Ask a group of quilters whether you should prewash new fabric before using it in quilts and you will get a mixed response. Some always prewash fabric to allow shrinking before cutting or to prevent bleeding of the colors. Others don’t prewash, preferring the stiffness of unwashed fabric for machine quilting or for a different look. But everyone agrees on one point: all the fabric used must be one or the other. You must not mix new fabric with preshrunk material, or it will become misshapen, perhaps even tear.

Jesus taught with this same example: “No one sews a piece of unshrunk cloth on an old cloak, otherwise, the patch pulls away from it, the new from the old, and a worse tear is made.” Jesus used another observation about mixing old and new: no one puts new wine into old wineskins because the wine—as it continues to ferment, expanding as it releases gas—will burst an old wineskin, which has become dry and brittle. Put new wine into new wineskins, which still have their elasticity and can expand with the new wine.

This teaching came in response to a question Jesus had been asked: “Why don’t you and your disciples fast like the followers of John the Baptist and the Pharisees do?” Fasting, prayer, and almsgiving were practices of a righteous person. But Jesus not only didn’t fast, he ate with sinners, plucked grain and ate it on the sabbath, and also on the sabbath healed a person who had a crippled hand. He wasn’t fitting into their framework for a righteous person.

Jesus was saying that who he was and what he was about could not be comprehended in the old forms of religiosity. He came to inaugurate the new age of salvation, the coming of the reign of God. In Jesus something fundamentally new has dawned, something that revolutionized previous understandings of God and of being faithful to God.

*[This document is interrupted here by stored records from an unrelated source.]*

//! PDF parsing and page rendering.
//!
//! - **Text extraction**: [`LopdfTextEngine`] reads the text layer and document metadata
//! - **Table detection**: [`LayoutTableDetector`] rebuilds cell grids from positioned text
//! - **Rasterization**: [`PdftoppmRasterizer`] by default, [`PdfiumRasterizer`] with the `pdfium` feature
//!
//! # Example
//!
//! ```rust,no_run
//! use pdf_harvest::pdf::extract_text_from_pdf;
//!
//! # fn example() -> Result<(), Box<dyn std::error::Error>> {
//! let pdf_bytes = std::fs::read("document.pdf")?;
//! let extraction = extract_text_from_pdf(&pdf_bytes, None)?;
//! println!("{} pages: {}", extraction.page_count(), extraction.text);
//! # Ok(())
//! # }
//! ```

#[cfg(feature = "pdfium")]
mod bindings;
pub mod error;
pub mod layout;
pub mod metadata;
pub mod poppler;
#[cfg(feature = "pdfium")]
pub mod rendering;
pub mod table;
pub mod text;

pub use error::PdfError;
pub use metadata::extract_metadata_from_document;
pub use poppler::PdftoppmRasterizer;
#[cfg(feature = "pdfium")]
pub use rendering::PdfiumRasterizer;
pub use table::{LayoutTableDetector, detect_tables_in_pdf};
pub use text::{LopdfTextEngine, extract_text_from_pdf};

#[cfg(test)]
pub(crate) mod test_pdf {
    use lopdf::content::{Content, Operation};
    use lopdf::{Document, Object, Stream, dictionary};

    /// Build a PDF where each page shows the given strings at absolute positions.
    pub fn build_pdf(pages: &[&[(&str, i64, i64)]]) -> Vec<u8> {
        let mut doc = Document::with_version("1.5");
        let pages_id = doc.new_object_id();
        let font_id = doc.add_object(dictionary! {
            "Type" => "Font",
            "Subtype" => "Type1",
            "BaseFont" => "Helvetica",
        });
        let resources_id = doc.add_object(dictionary! {
            "Font" => dictionary! { "F1" => font_id },
        });

        let mut kids: Vec<Object> = Vec::new();
        for page in pages {
            let mut operations = Vec::new();
            for (text, x, y) in page.iter() {
                operations.push(Operation::new("BT", vec![]));
                operations.push(Operation::new("Tf", vec!["F1".into(), 12.into()]));
                operations.push(Operation::new("Td", vec![(*x).into(), (*y).into()]));
                operations.push(Operation::new("Tj", vec![Object::string_literal(*text)]));
                operations.push(Operation::new("ET", vec![]));
            }
            let content = Content { operations };
            let content_id = doc.add_object(Stream::new(dictionary! {}, content.encode().unwrap()));
            let page_id = doc.add_object(dictionary! {
                "Type" => "Page",
                "Parent" => pages_id,
                "Contents" => content_id,
                "Resources" => resources_id,
            });
            kids.push(page_id.into());
        }

        let count = kids.len() as i64;
        doc.objects.insert(
            pages_id,
            Object::Dictionary(dictionary! {
                "Type" => "Pages",
                "Kids" => kids,
                "Count" => count,
                "MediaBox" => vec![0.into(), 0.into(), 595.into(), 842.into()],
            }),
        );
        let catalog_id = doc.add_object(dictionary! {
            "Type" => "Catalog",
            "Pages" => pages_id,
        });
        doc.trailer.set("Root", catalog_id);

        let mut buffer = Vec::new();
        doc.save_to(&mut buffer).unwrap();
        buffer
    }
}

Embracing new understandings of God and of ourselves is difficult for most of us. Resistance to change is depicted in a film called Doubt, which is currently in the theaters. It is set in 1964, when the reforms of Vatican II were just beginning to trickle down to the nuns and priests of the Catholic church. In the movie, the young, energetic priest tells the stern, traditional school principal that things are changing. Her response is, “Nothing’s changed.” The playwright and screenwriter, John Patrick Shanley, grew up in a Catholic school in the Bronx in the 1960s. He wrote in the foreword to his play, “The faith, which held us together, went beyond the precincts of religion. It was a shared dream we agreed to call Reality. We didn’t know it, but we had a deal, a social contract. We would all believe the same thing. We would all believe.”

Shanley goes on,

I still long for a shared certainty, an assumption of safety, the reassurance of believing that others know better than me what’s for the best. But I have been led by the bitter necessities of an interesting life to value that age-old practice of the wise: Doubt.

It is Doubt (so often experienced initially as weakness) that changes things. When a man feels unsteady, when he falters, when hard-won knowledge evaporates before his eyes, he’s on the verge of growth. The subtle or violent reconciliation of the outer person and the inner core often seems at first a mistake, like you’ve gone the wrong way and you’re lost. But this is just emotion longing for the familiar. Life happens when the tectonic power of your speechless soul breaks through the dead habits of the mind. Doubt is nothing less than an opportunity to reenter the Present. (pp. viii, ix)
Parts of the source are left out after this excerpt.